Acting Regent of Sragen
- In office 12 May 1973 – 23 April 1974
- President: Soeharto
- Governor: Moenadi
- Preceded by: Suwarno Djojowardono
- Succeeded by: Sayid Abas [id]

Regent of Blora
- In office 7 April 1967 – 10 May 1973
- President: Soeharto
- Governor: Moenadi
- Preceded by: Soekirno Sastrodimedjo
- Succeeded by: Soepadi Joedodarmo [id]

Personal details
- Born: 16 July 1923 Mageru, Sragen, Dutch East Indies
- Died: 23 April 1974 (aged 50)

Military service
- Branch/service: Indonesian Army
- Years of service: 1945-1974
- Rank: Colonel
- Battles/wars: Indonesian National Revolution Operation Security and Order

= Srinardi =

Srinardi (16 July 1923 – 23 April 1974) was a middle-ranking officer of the Indonesian Army who served as Regent of Blora (1967–1973) and Acting Regent of Sragen (1973–1974). He also led the Operation Security and Order.

== Early life and education ==
Srinardi was born in Mageru, Sragen, on 16 July 1923. He completed his elementary education at a Sekolah Rakyat (People's School, equivalent to elementary school) for five years. Afterward, he continued his studies at a Schakelschool (an extension education for People's School) for four years. After finishing his secondary education, he attended training to become a civil servant.

During his career in the Indonesian Army, Srinardi also underwent military education. He attended officer training for maintenance/logistics officers in Cimahi and successfully completed it. In 1961, he studied at the Company Command School in Magelang and graduated. In addition, he attended advanced officer training in Bandung in 1966.

== Career ==

=== Military career ===
Srinardi began his military career by joining Defenders of the Homeland (PETA) in Surakarta on 23 December 1943. He left PETA on 1 September 1945 with the rank of private.

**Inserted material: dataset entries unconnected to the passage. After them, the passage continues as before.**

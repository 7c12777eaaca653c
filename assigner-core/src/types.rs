use chrono::{DateTime, Utc};
use serde::{Deserialize, Serialize};

use crate::AssignError;

/// Largest group count the engine accepts. Every decision allocates per-group vectors, so the
/// bound has to hold before anything is sized from a stored value.
pub const MAX_GROUP_COUNT: i64 = 10_000;

/// The singleton configuration every assignment decision is made against.
/// Values are kept as stored; a missing key reads as 0 and is rejected by `validate`, as is a
/// group count above `MAX_GROUP_COUNT`.
#[derive(Debug, Clone, Copy, PartialEq, Eq, Serialize, Deserialize)]
pub struct Settings {
    pub total: i64,
    #[serde(rename = "groups")]
    pub group_count: i64,
}

impl Settings {
    pub fn new(total: i64, group_count: i64) -> Self {
        Self { total, group_count }
    }

    pub fn validate(&self) -> Result<(), AssignError> {
        if self.total < 1 || !(1..=MAX_GROUP_COUNT).contains(&self.group_count) {
            return Err(AssignError::InvalidConfiguration {
                total: self.total,
                group_count: self.group_count,
            });
        }
        Ok(())
    }

    /// Number of groups as a vector length. Only meaningful after `validate`.
    pub fn groups(&self) -> usize {
        usize::try_from(self.group_count).unwrap_or(0)
    }
}

/// A committed assignment row. Immutable once written.
#[derive(Debug, Clone, PartialEq, Eq, Serialize, Deserialize, sqlx::FromRow)]
pub struct Assignment {
    pub token: String,
    #[sqlx(rename = "group_number")]
    pub group: i32,
    pub created_at: DateTime<Utc>,
}

/// An assignment to be inserted by the coordinator.
/// We take ownership when inserting to make sure a decision is only persisted once.
#[derive(Debug, Clone)]
pub struct NewAssignment {
    pub token: String,
    pub group: i32,
    pub created_at: DateTime<Utc>,
}

impl NewAssignment {
    pub fn new(token: &str, group: i32) -> Self {
        Self {
            token: token.to_owned(),
            group,
            created_at: Utc::now(),
        }
    }
}

impl From<NewAssignment> for Assignment {
    fn from(new: NewAssignment) -> Self {
        Self {
            token: new.token,
            group: new.group,
            created_at: new.created_at,
        }
    }
}

#[derive(Debug, Clone, PartialEq, Eq, Serialize, Deserialize)]
pub struct GroupStatus {
    pub group: u32,
    pub assigned: i64,
    pub capacity: i64,
    /// Negative when the group is overbooked.
    pub remaining: i64,
}

#[derive(Debug, Clone, PartialEq, Eq, Serialize, Deserialize)]
pub struct Status {
    pub per_group: Vec<GroupStatus>,
    pub total: i64,
    pub group_count: i64,
    /// Every stored row, including rows made under a since-reduced group count.
    pub assigned_total: i64,
}
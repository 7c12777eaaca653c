// Modules stay private and the public parts are re-exported here, so internals can be renamed or
// moved without touching the public API

// Pure allocation math
mod capacity;
pub use capacity::compute_capacities;

mod selector;
pub use selector::choose_group;
pub use selector::FixedTieBreaker;
pub use selector::OsTieBreaker;
pub use selector::SeededTieBreaker;
pub use selector::TieBreaker;

// Types
mod types;
pub use types::Assignment;
pub use types::GroupStatus;
pub use types::NewAssignment;
pub use types::Settings;
pub use types::Status;
pub use types::MAX_GROUP_COUNT;

// Errors
mod error;
// Errors surfaced to callers of the engine - misconfiguration, lock conflicts, storage outages
pub use error::AssignError;
// Errors raised by a storage adapter, before they are classified for callers
pub use error::StoreError;

// Storage
pub mod store;
pub use store::AssignmentStore;
pub use store::ExclusiveTransaction;
pub use store::MemoryStore;
pub use store::PgStore;

// Coordinator
mod assigner;
pub use assigner::Assigner;

// Settings
mod settings;
pub use settings::SettingsManager;

// Retries
mod retry;
pub use retry::RetryPolicy;

// Config
mod config;
pub use config::PoolConfig;

mod metrics_consts;

pub const TOTAL_SETTING_KEY: &str = "total";
pub const GROUPS_SETTING_KEY: &str = "groups";
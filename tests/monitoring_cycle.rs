use async_trait::async_trait;
use bursawatch::api::PriceSource;
use bursawatch::config::MonitorConfig;
use bursawatch::engine::types::{parse_timestamp, AlertKind, Symbol};
use bursawatch::engine::{AlertStateStore, HistoryLog, ThresholdStore};
use bursawatch::error::{MonitorError, Result};
use bursawatch::monitor::{CycleOutcome, CycleReport, MonitoringCycle};
use bursawatch::notify::{
    ChannelOutcome, DispatchStatus, NotificationChannel, NotificationDispatcher, OutboundMessage,
    RetryPolicy,
};
use std::collections::HashMap;
use std::fs;
use std::path::Path;
use std::sync::{Arc, Mutex};
use std::time::Duration;

#[derive(Default)]
struct ScriptedPrices(Mutex<HashMap<String, f64>>);

impl ScriptedPrices {
    fn set(&self, symbol: &str, price: f64) {
        self.0.lock().unwrap().insert(symbol.to_string(), price);
    }
}

#[async_trait]
impl PriceSource for ScriptedPrices {
    async fn fetch_latest(&self, symbol: &Symbol) -> Result<f64> {
        self.0
            .lock()
            .unwrap()
            .get(symbol.as_str())
            .copied()
            .ok_or_else(|| MonitorError::NoData(symbol.to_string()))
    }
}

struct RecordingChannel {
    name: &'static str,
    healthy: bool,
    attempts: Mutex<usize>,
    sent: Mutex<Vec<OutboundMessage>>,
}

impl RecordingChannel {
    fn new(name: &'static str, healthy: bool) -> Arc<Self> {
        Arc::new(Self {
            name,
            healthy,
            attempts: Mutex::new(0),
            sent: Mutex::new(Vec::new()),
        })
    }

    fn sent(&self) -> Vec<OutboundMessage> {
        self.sent.lock().unwrap().clone()
    }

    fn attempts(&self) -> usize {
        *self.attempts.lock().unwrap()
    }
}

#[async_trait]
impl NotificationChannel for RecordingChannel {
    fn name(&self) -> &str {
        self.name
    }

    async fn deliver(&self, message: &OutboundMessage) -> Result<()> {
        *self.attempts.lock().unwrap() += 1;
        if !self.healthy {
            return Err(MonitorError::RemoteError {
                service: self.name.to_string(),
                reason: "connection refused".to_string(),
            });
        }
        self.sent.lock().unwrap().push(message.clone());
        Ok(())
    }
}

struct Harness {
    dir: tempfile::TempDir,
    prices: Arc<ScriptedPrices>,
    digest: Arc<RecordingChannel>,
    direct: Arc<RecordingChannel>,
    cycle: MonitoringCycle,
}

fn harness(thresholds: &str, digest_healthy: bool) -> Harness {
    let dir = tempfile::tempdir().unwrap();
    let path = dir.path().join("thresholds.json");
    fs::write(&path, thresholds).unwrap();

    let prices = Arc::new(ScriptedPrices::default());
    let digest = RecordingChannel::new("email", digest_healthy);
    let direct = RecordingChannel::new("telegram", true);

    let dispatcher = NotificationDispatcher::new(Some(digest.clone()), Some(direct.clone()))
        .with_retry_policy(RetryPolicy {
            max_attempts: 3,
            base_delay: Duration::from_millis(1),
        });

    let settings = MonitorConfig {
        check_interval: Duration::from_secs(300),
        cooldown: chrono::Duration::minutes(60),
        max_csv_bytes: 10 * 1024 * 1024,
        http_timeout: Duration::from_secs(10),
    };

    let cycle = MonitoringCycle::new(
        ThresholdStore::load(&path).unwrap(),
        prices.clone(),
        AlertStateStore::new(dir.path().join("last_alerts.json")),
        HistoryLog::new(dir.path().join("history.csv")),
        dispatcher,
        &settings,
    );

    Harness {
        dir,
        prices,
        digest,
        direct,
        cycle,
    }
}

async fn run_at(h: &Harness, at: &str) -> CycleReport {
    match h.cycle.run_at(parse_timestamp(at).unwrap()).await {
        CycleOutcome::Completed(report) => report,
        CycleOutcome::Skipped => panic!("cycle unexpectedly skipped"),
    }
}

fn state_file(dir: &Path) -> serde_json::Value {
    serde_json::from_str(&fs::read_to_string(dir.join("last_alerts.json")).unwrap()).unwrap()
}

const SINGLE: &str = r#"{"5285.KL": {"up": 10.00, "down": 8.50}}"#;

#[tokio::test]
async fn breach_alerts_once_then_cools_down() {
    let h = harness(SINGLE, true);
    h.prices.set("5285.KL", 10.50);

    let first = run_at(&h, "2024-03-01 10:00:00").await;
    assert_eq!(first.alerts.len(), 1);
    assert_eq!(first.alerts[0].kind, AlertKind::Up);
    assert_eq!(first.alerts[0].threshold_value, 10.00);
    assert_eq!(first.dispatch.unwrap().status(), DispatchStatus::Success);
    assert_eq!(
        state_file(h.dir.path())["5285.KL"]["UP"],
        "2024-03-01 10:00:00"
    );

    // Ten minutes later, inside the 60 minute cooldown.
    let second = run_at(&h, "2024-03-01 10:10:00").await;
    assert!(second.alerts.is_empty());
    assert!(second.dispatch.is_none());
    assert!(second.state_persisted);
    assert_eq!(
        state_file(h.dir.path())["5285.KL"]["UP"],
        "2024-03-01 10:00:00"
    );

    let third = run_at(&h, "2024-03-01 11:00:00").await;
    assert_eq!(third.alerts.len(), 1);

    assert_eq!(h.digest.sent().len(), 2);
    assert_eq!(h.direct.sent().len(), 2);
    assert!(h.direct.sent()[0].body.contains("Current: RM 10.50"));

    let history = HistoryLog::new(h.dir.path().join("history.csv"));
    assert_eq!(history.recent(10).unwrap().len(), 3);
}

#[tokio::test]
async fn price_inside_band_changes_nothing() {
    let h = harness(SINGLE, true);
    h.prices.set("5285.KL", 9.00);

    let report = run_at(&h, "2024-03-01 10:00:00").await;
    assert!(report.alerts.is_empty());
    assert!(report.dispatch.is_none());
    assert_eq!(state_file(h.dir.path()), serde_json::json!({}));
    assert_eq!(h.digest.attempts(), 0);
    assert_eq!(h.direct.attempts(), 0);
}

#[tokio::test]
async fn invalid_threshold_is_skipped_without_aborting() {
    let h = harness(
        r#"{"5285.KL": {"up": 5, "down": 5}, "1155.KL": {"up": 10.0, "down": 8.5}}"#,
        true,
    );
    h.prices.set("5285.KL", 5.0);
    h.prices.set("1155.KL", 8.0);

    let report = run_at(&h, "2024-03-01 10:00:00").await;
    assert_eq!(report.skipped_invalid, 1);
    assert_eq!(report.sampled, 1);
    assert_eq!(report.alerts.len(), 1);
    assert_eq!(report.alerts[0].symbol.as_str(), "1155.KL");
    assert_eq!(report.alerts[0].kind, AlertKind::Down);
}

#[tokio::test]
async fn failing_digest_still_delivers_direct_and_persists() {
    let h = harness(SINGLE, false);
    h.prices.set("5285.KL", 8.00);

    let report = run_at(&h, "2024-03-01 10:00:00").await;
    let dispatch = report.dispatch.unwrap();

    assert_eq!(dispatch.digest, ChannelOutcome::Failed);
    assert_eq!(dispatch.direct, ChannelOutcome::Delivered);
    assert_eq!(dispatch.status(), DispatchStatus::Partial);
    assert_eq!(h.digest.attempts(), 3);
    assert_eq!(h.direct.sent().len(), 1);
    assert!(report.state_persisted);
    assert_eq!(
        state_file(h.dir.path())["5285.KL"]["DOWN"],
        "2024-03-01 10:00:00"
    );
}

#[tokio::test]
async fn threshold_updates_apply_on_the_next_cycle() {
    let h = harness(SINGLE, true);
    h.prices.set("5285.KL", 9.50);

    assert!(run_at(&h, "2024-03-01 10:00:00").await.alerts.is_empty());

    let store = ThresholdStore::load(h.dir.path().join("thresholds.json")).unwrap();
    store
        .upsert(
            "5285.KL",
            bursawatch::engine::Threshold {
                up: 9.40,
                down: 8.50,
            },
        )
        .unwrap();
    store.save().unwrap();
    // Make sure the mtime differs from the one seen at startup.
    fs::File::options()
        .write(true)
        .open(h.dir.path().join("thresholds.json"))
        .unwrap()
        .set_modified(std::time::SystemTime::UNIX_EPOCH)
        .unwrap();

    let report = run_at(&h, "2024-03-01 10:05:00").await;
    assert_eq!(report.alerts.len(), 1);
    assert_eq!(report.alerts[0].threshold_value, 9.40);
}

#[tokio::test]
async fn corrupt_state_file_is_replaced_after_cycle() {
    let h = harness(SINGLE, true);
    fs::write(h.dir.path().join("last_alerts.json"), "{oops").unwrap();
    h.prices.set("5285.KL", 10.50);

    let report = run_at(&h, "2024-03-01 10:00:00").await;
    assert_eq!(report.alerts.len(), 1);
    assert!(report.state_persisted);
    assert_eq!(
        state_file(h.dir.path())["5285.KL"]["UP"],
        "2024-03-01 10:00:00"
    );
}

During the National Revolution, Srinardi joined the Indonesian Army and served as Head of Armaments and Vehicles for Battalion 19 of Regiment 27 of Division X in Surakarta from 1 October 1945 to 1948 with the rank of Second Lieutenant. Subsequently, he served as Head of Supply for Battalion 1 from 1 August 1948 to 1 October 1950.

On 1 October 1950, Srinardi joined Battalion 420, which later became Battalion 441, and served in that battalion until 21 February 1956. On 1 January 1954, he was promoted from Second Lieutenant to First Lieutenant. He was then promoted to Staff Officer 1 and transferred to Battalion 440 in Ambarawa on 21 February 1956.

Srinardi was promoted from Staff Officer 1 to Captain on 1 January 1957. He then served as Company Commander at the Headquarters of Battalion 440 in Ambarawa on 3 April 1958.

On 1 July 1960, Srinardi became an officer in the Rembang Military District. He was then promoted from captain to major on 1 July 1961. On 1 September 1962, he served as Chief of Staff of Military District Command 0720 in Rembang. He was later transferred to Pati, where he served as Commander of Battalion 443 on 1 March 1963.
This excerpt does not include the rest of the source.